# New fish purchase problems, parsites, fungus! Help.



## lrooth (Dec 17, 2011)

*c/p*Hi, I am new to this forum, but a 20 year keeper of aquariums. I recently changed up my 55 gallon tank from ciclids to community fish such as angels, rainbows, tetras, rams. I am struggling for the first time to get it stable with some new fish purchase problems. Most recently I have purchased two angels and two rainbow.... All sick. After four weeks of trying to get them better, my pet store has replaced them ($65 investment!), _and_ allowed me to keep the original purchase. Before returning them, I had set up a hospital tank and tried to get them better with a variety of meds including Melafix and Pimafix, API fungus and API's Tectracyline (about 4 weeks of treatment). Not all at the same time. I have questions.

The angels have parasites, pale colored sores, bumps with black rod-like lines inside. Seem to get getting better with parasite meds, but how do I know when it is saft to put them back in the 55 gallon tank?

The rainbows are not getting better. They are three-four inches, have white fuse on their mouths. One has no tail (all rotted away) and is not eating. The others have some white marks on their fins, but they are keeping their fins up, move around well and eating. After three treatments of fungus meds, should these fish be ready to go back into the 55 gallong tank? Should I keep treating them in the hospital tank. How long?

I am doing 25% partial water changes in the 10 gallon hospital tank every 48 hours. I have also added two teaspoons of aquarium salt to the hospital tank. I have no carbon in the filter. Currently I have the water treated with both fungus and parasite meds at the same time. Is this wrong? Any suggestons?

55 gallon tank
6 Columbia Tetras
6 Black Skirted Tetras
2 Bolivan Rams
2 German Blue Rams
2 Koy Colored Angels
2 Albino Catfish
1 Bristlenose 
1 Clown Loach
1 Bismoni Rainbow
1 Rainbow (long, bright red stripe)
1 Rainbow (long, pink,red, gold)

10 Gallon Hospital Tank
two Silver Angels
two Rainbows (long version)
one Bismoni Rainbow


----------



## jen13189 (Oct 7, 2011)

seems to me like your doing everything right,do you have a filter on the hospital tank?and how high do you have your temperature set?sometimes the temperature setting can make a difference on how long it takes a fish to recover as well as having some sort of background or some place to hide tot he fish feels secure and has a place to get better. 
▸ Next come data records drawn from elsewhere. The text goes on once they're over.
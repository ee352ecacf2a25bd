//! Integration tests for loading broker configuration from disk.

use ucm_protocol::{PortSpace, QpType};
use ucm_runtime::{Broker, BrokerConfig, LoopbackManager};

#[tokio::test]
async fn test_file_backlog_ceiling_clamps_listen() {
	let dir = tempfile::tempdir().unwrap();
	let path = dir.path().join("ucmd.json");
	std::fs::write(&path, r#"{"maxBacklog": 8}"#).unwrap();

	let config = BrokerConfig::load(&path).unwrap();
	let broker = Broker::new(LoopbackManager::new(), &config);
	let session = broker.open_session();
	let id = session.create_id(1, PortSpace::Tcp, QpType::Rc).unwrap();
	session.bind(id, "10.0.0.1:1".parse().unwrap()).unwrap();

	session.listen(id, 500).unwrap();
	assert_eq!(broker.context_status(id).unwrap().backlog, 8);
	session.listen(id, 3).unwrap();
	assert_eq!(broker.context_status(id).unwrap().backlog, 3);

	broker.set_max_backlog(2).unwrap();
	session.listen(id, -1).unwrap();
	assert_eq!(broker.context_status(id).unwrap().backlog, 2);
	assert!(broker.set_max_backlog(0).is_err());
}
I would say try putting your temp up to 80 degrees if its not already there.i would also say 4 weeks to be on the safe side.and im not to sure about this other stuff.I'm sure a lot of people can help you here.hope i helped a bit.


----------



## Summer (Oct 3, 2011)

Do you have any idea what kinds of parasites and fungus you are dealing with? knowing the specifics may help others recommend a treatment plan. Pictures can also be helpful.


----------



## majerah1 (Oct 29, 2010)

White fuzz over the mouth sounds like mouth rot a fungus,HOWEVER,its hard to diagnose without a picture.Please if possible,get a photo of the infected fish,and tell us the meds used when what it has done,as well as the water params;ammonia,nitrite,nitrate and temp.

Alot of sores over the body is not parasites but ammonia burns which can also be the cause of the fungus.What size is the qt tank they are in?


----------



## Gizmo (Dec 6, 2010)

You may be causing stress in the fish you're medicating so heavily. With those that are showing signs of improvement, try sticking them in a bucket with a bubbler, maybe a spare filter with some media from your main tank, and do daily water changes. Most times, a fish will pull through the tail ends of a disease recovery in pristine water with no meds. Also, are you treating the main tank for parasites? The infected fish are out, but the parasites might be living in the tank somewhere.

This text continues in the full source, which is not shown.